Molecular mechanisms of mammalian endogenous RNA-dependent DNA base modification and disease pathogenesis due to dysregulation

2021 Fiscal Year Final Research Report

• Project/Area Number: 19H03159
• Research Category: Grant-in-Aid for Scientific Research (B)
• Allocation Type: Single-year Grants
• Section: 一般
• Review Section: Basic Section 43010:Molecular biology-related
• Research Institution: Tokyo University of Science
• Principal Investigator: Sakurai Masayuki 東京理科大学, 研究推進機構生命医科学研究所, 准教授 (80809236)
• Project Period (FY): 2019-04-01 – 2022-03-31
• Keywords: イノシン / ADAR / A-to-I エディティング / DNA 編集 / RNA編集 / RNA editing / エピトランスクリプトーム / 塩基修飾

Outline of Final Research Achievements

In this study, we have found that an enzyme named ADAR, originally discovered and considered as a double-stranded RNA-specific adenosine deaminase, can edit adenosine (A) into inosine (I) of RNA and even surprisingly, of DNA in RNA:DNA hybrid double strand. The fact indicates that even mammalian cells have endogenous genomic DNA editing system, which is guided by RNA:DNA hybrid strand formation and the ADAR. Since inosine can base pairs with cytidine(C), A-to-I editing has a similar effect on genetic information to mutation into guanosine (G). Thus, the A-to-I DNA editing can be considered an endogenous active DNA mutating or repairing mechanism.
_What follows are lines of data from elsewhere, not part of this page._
use nalgebra as na;

/// Translation, rotation and scale of a single bone.
#[derive(Clone, Copy, Debug, PartialEq)]
pub struct BoneTransform {
    pub translation: na::Vector3<f32>,
    pub rotation: na::UnitQuaternion<f32>,
    pub scale: na::Vector3<f32>,
}

impl Default for BoneTransform {
    fn default() -> Self {
        BoneTransform::identity()
    }
}

impl BoneTransform {
    pub fn identity() -> Self {
        BoneTransform {
            translation: na::Vector3::zeros(),
            rotation: na::UnitQuaternion::identity(),
            scale: na::Vector3::new(1.0, 1.0, 1.0),
        }
    }

    pub fn from_translation(translation: na::Vector3<f32>) -> Self {
        BoneTransform {
            translation,
            ..BoneTransform::identity()
        }
    }

    pub fn from_parts(
        translation: na::Vector3<f32>,
        rotation: na::UnitQuaternion<f32>,
        scale: na::Vector3<f32>,
    ) -> Self {
        BoneTransform {
            translation,
            rotation,
            scale,
        }
    }

    /// Column-major `T * R * S` matrix.
    pub fn to_homogeneous(&self) -> na::Matrix4<f32> {
        na::Isometry3::from_parts(
            na::Translation3::from(self.translation),
            self.rotation,
        )
        .to_homogeneous()
            * na::Matrix4::new_nonuniform_scaling(&self.scale)
    }

    /// Splits affine matrix back into translation, rotation and scale.
    /// Skew, if any, is dropped.
    pub fn from_homogeneous(m: &na::Matrix4<f32>) -> Self {
        let (iso, scale) = decompose_transform3(m);
        BoneTransform {
            translation: iso.translation.vector,
            rotation: iso.rotation,
            scale,
        }
    }

    /// Transform that applies `self` after `other`.
    pub fn compose(&self, other: &BoneTransform) -> Self {
        BoneTransform::from_homogeneous(
            &(self.to_homogeneous() * other.to_homogeneous()),
        )
    }

    /// Inverse transform.
    /// Returns `None` if any scale component is zero.
    pub fn try_inverse(&self) -> Option<Self> {
        self.to_homogeneous()
            .try_inverse()
            .map(|m| BoneTransform::from_homogeneous(&m))
    }

    /// Approximate equality used to compare transforms that went through
    /// matrix round-trips.
    pub fn abs_diff_eq(&self, other: &BoneTransform, epsilon: f32) -> bool {
        (self.translation - other.translation).amax() <= epsilon
            && (self.scale - other.scale).amax() <= epsilon
            && self.rotation.angle_to(&other.rotation) <= epsilon
    }
}

pub fn decompose_transform3(
    m: &na::Matrix4<f32>,
) -> (na::Isometry3<f32>, na::Vector3<f32>) {
    let t: na::Vector3<f32> = m.fixed_view::<3, 1>(0, 3).into_owned();

    let mut r: na::Matrix3<f32> = m.fixed_view::<3, 3>(0, 0).into_owned();
    let mut s = na::Vector3::new(
        r.column(0).norm(),
        r.column(1).norm(),
        r.column(2).norm(),
    );
    let sign = r.determinant().signum();
    s *= sign;
    r *= sign;

    let inv = s.map(|c| if c != 0.0 { 1.0 / c } else { 0.0 });
    r *= na::Matrix3::from_diagonal(&inv);

    let r = na::Rotation3::from_matrix(&r);
    let r = na::UnitQuaternion::from_rotation_matrix(&r);

    let iso = na::Isometry3::from_parts(na::Translation3::from(t), r);
    (iso, s)
}

#[cfg(test)]
mod tests {
    use {super::*, std::f32::consts::FRAC_PI_2};

    #[test]
    fn homogeneous_round_trip_keeps_parts() {
        let transform = BoneTransform::from_parts(
            na::Vector3::new(1.0, -2.0, 0.5),
            na::UnitQuaternion::from_euler_angles(0.3, -0.7, 1.1),
            na::Vector3::new(1.5, 0.5, 2.0),
        );

        let back = BoneTransform::from_homogeneous(&transform.to_homogeneous());
        assert!(back.abs_diff_eq(&transform, 1e-4), "{:?}", back);
    }

    #[test]
    fn compose_applies_right_hand_side_first() {
        let rotate = BoneTransform::from_parts(
            na::Vector3::zeros(),
            na::UnitQuaternion::from_axis_angle(&na::Vector3::z_axis(), FRAC_PI_2),
            na::Vector3::new(1.0, 1.0, 1.0),
        );
        let shift = BoneTransform::from_translation(na::Vector3::new(1.0, 0.0, 0.0));

        let composed = rotate.compose(&shift);
        assert!((composed.translation - na::Vector3::new(0.0, 1.0, 0.0)).norm() < 1e-5);
    }

    #[test]
    fn inverse_undoes_transform() {
        let transform = BoneTransform::from_parts(
            na::Vector3::new(3.0, 0.0, -1.0),
            na::UnitQuaternion::from_euler_angles(0.2, 0.4, 0.6),
            na::Vector3::new(2.0, 2.0, 2.0),
        );
        let inverse = transform.try_inverse().unwrap();
        let identity = transform.compose(&inverse);
        assert!(identity.abs_diff_eq(&BoneTransform::identity(), 1e-4));
    }

    #[test]
    fn zero_scale_has_no_inverse() {
        let mut transform = BoneTransform::identity();
        transform.scale.x = 0.0;
        assert!(transform.try_inverse().is_none());
    }
}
We revealed that A-to-I DNA editing activity by the ADAR was required for cell survival. Furthermore, we have invented a new technique for detecting and quantifying overlooked inosines in nucleic acids.

Free Research Field

核酸分子生物学

Academic Significance and Societal Importance of the Research Achievements

近年CRISPRに代表される，ガイド核酸を用いた人為的ゲノム編集技術が広く利用されている一方，これまで哺乳動物細胞が内在的に備えるガイド核酸によるゲノム編集機構は未発見であった。研究対象であるA-to-I DNA編集はその初のものとなり，見過ごされてきたDNAの変異あるいは修復を担うことが想定され，今回はその一例を解明し報告した。その制御破綻はDNA配列異常を引き起こすため，がん化や遺伝子疾患の原因となりうる。本研究の成果の一つとして，そのようなA-to-I DNA編集部位がこれまで同定不可能であったものを打破し，その機序解明を加速するものである。